Incrível. Desde início somos levados por um desenrolar de acontecimentos absolutamente estrondosos. Flashman é aquele personagem a quem tudo acontece e a capacidade para se desenvencilhar das inúmeras situações em que se coloca é deveras brilhante. No desenrolar da história somos levados a dizer que desta ele não se safa, está mesmo tramado, mas depois no decurso dos acontecimentos Flashman, abençoado pela sorte, consegue desembaraçar-se de situações incríveis, muitas vezes ganhando pontos ele próprio e quase sempre às custas de outros. É aquele “amigo” em quem não podemos nunca confiar. Egoísta e cínico, primeiro ele e depois... ele. É expulso da escola por ser apanhado bêbado, quando conhece a bonita amante do pai não perde tempo e lança-se num ataque implacável que acaba por dar frutos. Logo de seguida alista-se na vida militar arrancando uma mesada choruda ao pai que prefere pagar para não o ter próximo.

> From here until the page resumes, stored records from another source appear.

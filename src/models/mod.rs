//! Whisper model catalog and provisioning.
//!
//! Maps model size identifiers to ggml weight files under the local data
//! directory, downloading them from the upstream whisper.cpp repository on
//! first use. Quantized 8-bit (q8_0) builds are used where published so
//! inference runs CPU-only at low memory cost.

pub mod download;

use anyhow::{bail, Context, Result};
use std::path::{Path, PathBuf};
use std::sync::atomic::{AtomicU64, Ordering};

/// Model size identifiers accepted on the command line.
#[derive(Debug, Clone, Copy, PartialEq, Eq)]
pub enum ModelSize {
    Tiny,
    Base,
    Small,
    Medium,
    Large,
}

impl ModelSize {
    /// Parse a size identifier. Case-insensitive; `large-v3` is accepted
    /// as an alias for `large`. Returns `None` for unknown identifiers.
    pub fn parse(s: &str) -> Option<Self> {
        match s.to_lowercase().as_str() {
            "tiny" => Some(ModelSize::Tiny),
            "base" => Some(ModelSize::Base),
            "small" => Some(ModelSize::Small),
            "medium" => Some(ModelSize::Medium),
            "large" | "large-v3" => Some(ModelSize::Large),
            _ => None,
        }
    }

    pub fn as_str(&self) -> &'static str {
        match self {
            ModelSize::Tiny => "tiny",
            ModelSize::Base => "base",
            ModelSize::Small => "small",
            ModelSize::Medium => "medium",
            ModelSize::Large => "large",
        }
    }
}

/// Catalog entry for a downloadable model.
#[derive(Debug, Clone)]
pub struct ModelInfo {
    pub filename: String,
    pub display_name: String,
    pub size_bytes: u64,
    pub sha256: Option<String>,
}

impl ModelInfo {
    /// Catalog lookup for a size identifier.
    ///
    /// large-v3 has no 8-bit build published upstream, so it maps to the
    /// full-precision file.
    pub fn for_size(size: ModelSize) -> Self {
        match size {
            ModelSize::Tiny => ModelInfo {
                filename: "ggml-tiny-q8_0.bin".to_string(),
                display_name: "Tiny Q8".to_string(),
                size_bytes: 43_000_000,
                sha256: None,
            },
            ModelSize::Base => ModelInfo {
                filename: "ggml-base-q8_0.bin".to_string(),
                display_name: "Base Q8".to_string(),
                size_bytes: 81_768_585,
                sha256: Some(
                    "c577b9a86e7e048a0b7eada054f4dd79a56bbfa911fbdacf900ac5b567cbb7d9"
                        .to_string(),
                ),
            },
            ModelSize::Small => ModelInfo {
                filename: "ggml-small-q8_0.bin".to_string(),
                display_name: "Small Q8".to_string(),
                size_bytes: 264_464_607,
                sha256: Some(
                    "49c8fb02b65e6049d5fa6c04f81f53b867b5ec9540406812c643f177317f779f"
                        .to_string(),
                ),
            },
            ModelSize::Medium => ModelInfo {
                filename: "ggml-medium-q8_0.bin".to_string(),
                display_name: "Medium Q8".to_string(),
                size_bytes: 823_000_000,
                sha256: None,
            },
            ModelSize::Large => ModelInfo {
                filename: "ggml-large-v3.bin".to_string(),
                display_name: "Large v3".to_string(),
                size_bytes: 3_095_033_483,
                sha256: Some(
                    "64d182b440b98d5203c4f9bd541544d84c605196c4f7b845dfa11fb23594d1e2"
                        .to_string(),
                ),
            },
        }
    }
}

/// Resolved model argument: a known size identifier or a direct file path.
#[derive(Debug, Clone, PartialEq, Eq)]
pub enum ModelSource {
    Size(ModelSize),
    Path(PathBuf),
}

/// Directory where model weight files are cached.
pub fn models_dir() -> PathBuf {
    dirs::data_local_dir()
        .unwrap_or_else(|| PathBuf::from("."))
        .join("whisper")
}

pub fn get_model_path(filename: &str) -> PathBuf {
    models_dir().join(filename)
}

/// Resolve the model_size argument to a source, without touching the
/// network. Unknown identifiers that are not existing files are an error.
pub fn parse_model_arg(arg: &str) -> Result<ModelSource> {
    if let Some(size) = ModelSize::parse(arg) {
        return Ok(ModelSource::Size(size));
    }

    let path = Path::new(arg);
    if path.exists() {
        return Ok(ModelSource::Path(path.to_path_buf()));
    }

    bail!(
        "Unknown model size '{}'; expected tiny, base, small, medium, large, \
         or a path to a ggml model file",
        arg
    )
}

/// Return the local path for a model source, downloading the weights on
/// first use of a size identifier.
pub fn ensure_model(source: &ModelSource) -> Result<PathBuf> {
    let size = match source {
        ModelSource::Path(path) => return Ok(path.clone()),
        ModelSource::Size(size) => *size,
    };

    let info = ModelInfo::for_size(size);
    let path = get_model_path(&info.filename);
    if path.exists() {
        return Ok(path);
    }

    log::info!(
        "Model {} not cached, downloading {} ({})",
        size.as_str(),
        info.filename,
        format_size(info.size_bytes)
    );

    let last_decile = AtomicU64::new(0);
    let progress = move |downloaded: u64, total: u64| {
        if total == 0 {
            return;
        }
        let decile = downloaded * 10 / total;
        if decile > last_decile.swap(decile, Ordering::Relaxed) {
            log::info!("  downloaded {}%", decile * 10);
        }
    };

    let rt = tokio::runtime::Runtime::new().context("Failed to start download runtime")?;
    rt.block_on(download::download_model(&info, progress))
}

pub fn format_size(bytes: u64) -> String {
    const KB: u64 = 1024;
    const MB: u64 = KB * 1024;
    const GB: u64 = MB * 1024;

    if bytes >= GB {
        format!("{:.1} GB", bytes as f64 / GB as f64)
    } else if bytes >= MB {
        format!("{} MB", bytes / MB)
    } else if bytes >= KB {
        format!("{} KB", bytes / KB)
    } else {
        format!("{} B", bytes)
    }
}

E assim é Harry Flashman, tipo arrogante que vê as mulheres como objecto sexual de prazer e cobarde quanto baste quando toca a mostrar o seu carácter.
Este romance de aventuras é um manuscrito do próprio Harry Flashman. Pode-se dizer que é uma autobiografia. Acreditemos ou não nas façanhas protagonizadas, os relatos mostram-se fidedignos aos acontecimentos históricos na altura, tanto em termos de acontecimentos como de personagens, assim o relatam os entendidos. Fala sobre a retirada dos ingleses das terras do Afeganistão, das atrucidades que foram vítimas soldados, mulheres e crianças. Critica também o comando Inglês, uma autêntica anedota, mesmo com soldados valentes e corajosos sob comando de completos inúteis. Este romance vale pelo todo, se por um lado nos brinda com um personagem capaz de nos soltar gargalhadas, por outro traz-nos uma panóplia de acontecimentos históricos muitas vezes dramáticos que a guerra e injustiça conseguem provocar.